Claude Code's agent feature sounds useful, but at first it is hard to see what actually changes.
The most common confusion is between:
- using Claude in one normal thread
- using agents and subagents to split work by role
This article explains what the agent feature is, how it differs from the older one-thread workflow, and how to start with /agents.
The short version
Claude Code's agent feature makes it easier to split work by role instead of doing everything in one conversation.
According to Anthropic's Create custom subagents, subagents are specialized assistants for specific kinds of work. A simple beginner framing is this: Claude can use small role-based helpers inside the larger workflow.
That is the main difference.
What changed from the older workflow
The older pattern was to do everything in one thread:
- discuss the spec
- request implementation
- ask for debugging
- ask for review
That works, but the thread becomes messy more easily.
The agent workflow changes that.
| Item | One-thread workflow | Agent feature |
| — | — | — |
| Flow | Everything in one conversation | Split by role |
| Best for | Small direct requests | Slightly more complex work |
| Common problem | Mixed context | Requires role design |
| Good use cases | Quick tasks | Debugging, review, investigation |
In practice, it is a shift from one assistant doing everything to a structured workflow with narrow responsibilities.
It is `/agents`, not `/agent`
This is worth stating clearly.
In Anthropic's slash commands docs, the command is listed as /agents, not /agent.
/agents
This is the place where you can view and create subagents.
What subagents are
Subagents are narrow role-based helpers.
For example:
- debugger
- reviewer
- test-runner
Anthropic explains that subagents have separate context windows. That matters because it helps keep the main thread cleaner and more focused.
Why the agent feature is useful
The simple benefit is that you do not need to force every kind of work into one thread.
Without role separation, these things get mixed:
- investigation
- implementation
- review
- follow-up decisions
With the agent workflow, it is easier to do this:
- decide the goal in the main thread
- give one narrow task to a subagent
- bring the result back and decide what to do
That is why it is better understood as an organization feature, not a magic automation button.
Your first agent should probably be a debugger
For most beginners, debugger is the easiest first subagent.
Reasons:
- the role is narrow
- the result is easier to judge
- it drifts less than a general implementation role
Example:
Name: debugger
Description:
Focused on investigating the cause of errors first
Instructions:
Look at the error, reproduction steps, and related files.
Prioritize identifying likely causes before making large changes.
Start with the smallest reasonable fix.
If the cause is still unclear, list the next places to inspect.
A simple way to start
1. Open Claude Code
claude
2. Open `/agents`
/agents
3. Create a new agent
You will choose between project-level and user-level.

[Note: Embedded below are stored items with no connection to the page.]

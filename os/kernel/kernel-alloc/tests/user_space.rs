mod common;

use common::{TestMachine, enter, leave, tracker_storage, with_current};
use kernel_alloc::Pool;
use kernel_hosted::capture_logs;
use kernel_info::memory::{KERNEL_HEAP_START, KERNEL_PDE_FIRST, SELF_REF_PDE, USER_VADDR_START};
use kernel_memory_addresses::{PhysicalAddress, VirtualAddress};
use kernel_vmem::AddressSpace;
use kernel_vmem::recursive::{DIRECTORY_WINDOW, pde_address, pte_address};

const fn va(addr: u32) -> VirtualAddress {
    VirtualAddress::new(addr)
}

#[test]
fn directory_shares_the_kernel_half() {
    let machine = TestMachine::with_pool_frames(16, 16);
    let mm = machine.boot();
    let space = mm.create_user_space(tracker_storage()).expect("user space");

    assert_eq!(space.directory(), KERNEL_HEAP_START);
    assert_eq!(
        mm.translate(space.directory()),
        Some(space.root().base()),
        "directory page is reachable from the kernel"
    );

    let kernel = machine.kernel_space();
    let user = AddressSpace::from_root(&machine.ram, space.root());
    for slot in 0..KERNEL_PDE_FIRST {
        assert!(!user.directory_entry(va(slot << 22)).is_present(), "slot {slot}");
    }
    for slot in KERNEL_PDE_FIRST..SELF_REF_PDE {
        let at = va(slot << 22);
        assert_eq!(user.directory_entry(at), kernel.directory_entry(at), "slot {slot}");
    }
    assert_eq!(
        user.directory_entry(va(SELF_REF_PDE << 22)).next_table(),
        Some(space.root())
    );
}

#[test]
fn self_referential_addresses_reach_the_task_tables() {
    let machine = TestMachine::with_pool_frames(16, 16);
    let mm = machine.boot();
    let space = mm.create_user_space(tracker_storage()).expect("user space");
    let root = space.root().base();
    enter(space);

    let page = mm.alloc_user_pages(1).expect("user page");
    let user = with_current(|space| AddressSpace::from_root(&machine.ram, space.root()));

    assert_eq!(mm.translate(va(DIRECTORY_WINDOW)), Some(root));
    assert_eq!(mm.translate(pde_address(page)), Some(root + (page.as_u32() >> 22) * 4));
    assert_eq!(mm.translate(pte_address(page)), user.table_entry_phys(page));
}

#[test]
fn tasks_are_isolated() {
    let machine = TestMachine::with_pool_frames(16, 16);
    let mm = machine.boot();

    let mut pages = Vec::new();
    for _ in 0..2 {
        enter(mm.create_user_space(tracker_storage()).expect("user space"));
        let page = mm.alloc_user_pages(1).expect("user page");
        assert_eq!(page, USER_VADDR_START);
        pages.push(mm.translate(page).expect("mapped"));
        mm.destroy_user_space(leave());
    }
    // The second task reused the frame the first one gave back.
    assert_eq!(pages[0], pages[1]);

    let a = mm.create_user_space(tracker_storage()).expect("a");
    let b = mm.create_user_space(tracker_storage()).expect("b");
    assert_ne!(a.root(), b.root());
    enter(a);
    let pa = mm.translate(mm.alloc_user_pages(1).expect("a page")).expect("mapped");
    let a = leave();
    enter(b);
    let pb = mm.translate(mm.alloc_user_pages(1).expect("b page")).expect("mapped");
    assert_ne!(pa, pb);
    mm.destroy_user_space(leave());
    mm.destroy_user_space(a);
}

#[test]
fn destroy_returns_every_frame() {
    let sink = capture_logs();
    let machine = TestMachine::with_pool_frames(32, 32);
    let mm = machine.boot();
    let before = mm.stats();

    enter(mm.create_user_space(tracker_storage()).expect("user space"));
    mm.alloc_user_pages(3).expect("user pages");
    mm.back_existing_address(Pool::User, va(0x4000_0000)).expect("far page");
    mm.sys_malloc(100).expect("small block");
    mm.sys_malloc(6000).expect("large block");
    let during = mm.stats();
    // directory plus two page tables
    assert_eq!(during.kernel_used_frames, 3);
    assert_eq!(during.user_used_frames, 3 + 1 + 1 + 2);

    let space = leave();
    let root = space.root();
    mm.destroy_user_space(space);
    assert_eq!(mm.stats(), before);
    assert!(sink.contains(&format!("user space {root} destroyed: 7 frames, 2 tables")));
}

#[test]
fn user_pages_can_be_freed_individually() {
    let machine = TestMachine::with_pool_frames(16, 16);
    let mm = machine.boot();
    enter(mm.create_user_space(tracker_storage()).expect("user space"));

    let start = mm.alloc_user_pages(4).expect("user pages");
    mm.free_pages(Pool::User, start, 4);
    assert_eq!(mm.stats().user_used_frames, 0);
    with_current(|space| assert_eq!(space.tracker().reserved_pages(), 0));
    assert_eq!(mm.alloc_user_pages(1), Ok(start));
}

#[test]
fn create_fails_without_kernel_pages() {
    let machine = TestMachine::with_pool_frames(1, 1);
    let mm = machine.boot();
    let _only = mm.alloc_kernel_pages(1).expect("only kernel page");
    assert!(mm.create_user_space(tracker_storage()).is_err());
}

#[test]
#[should_panic(expected = "user tracker needs")]
fn create_checks_the_tracker_storage() {
    let machine = TestMachine::with_pool_frames(16, 16);
    let mm = machine.boot();
    let mut storage = [0_u8; 16];
    let _ = mm.create_user_space(&mut storage);
}

#[test]
fn kernel_pages_stay_visible_inside_a_task() {
    let machine = TestMachine::with_pool_frames(16, 16);
    let mm = machine.boot();
    let shared = mm.alloc_kernel_pages(1).expect("kernel page");
    let pa: PhysicalAddress = mm.translate(shared).expect("mapped");

    enter(mm.create_user_space(tracker_storage()).expect("user space"));
    assert_eq!(mm.translate(shared), Some(pa));
    // Kernel allocations made inside a task land in the shared tables.
    let late = mm.alloc_kernel_pages(1).expect("kernel page");
    let late_pa = mm.translate(late).expect("mapped");
    leave();
    assert_eq!(mm.translate(late), Some(late_pa));
}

| Type | Scope | Best for |
|---|---|---|
| project-level | Only the current project | Trying one role inside one codebase |
| user-level | All your projects | Reusing the same role everywhere |
For beginners, project-level is usually enough.
4. Keep it to one role
Bad examples:
- one agent that does everything
- one agent that plans, implements, reviews, and tests
Better examples:
- debugger
- reviewer
- test-runner
5. Test with a small request
For example:
Use debugger to investigate the cause of this error.
Or:
Use debugger to narrow down which recent change is most likely responsible.
Start small.
Common beginner mistakes
Treating agent and subagent as exactly the same thing
They are closely related, but not identical. The agent feature is the broader workflow idea. Subagents are the specific role-based helpers you create inside it.
Making the role too broad
If the role does everything, the original confusion comes back.
Letting the subagent make the final decision
It is usually better to bring the result back and make the final judgment in the main thread.
What is enough to remember
At the beginning, this is enough:
- the entry point is
/agents - start with one subagent
- keep the role narrow
- review the result yourself
FAQ
Is it `/agent` or `/agents`?
Do I need subagents to use Claude Code?
Should I create several subagents right away?
Summary
Claude Code's agent feature makes it easier to organize work by role instead of pushing everything through one thread.
If you want the clearest first step, open /agents, create one narrow helper such as debugger, and try it on one small task.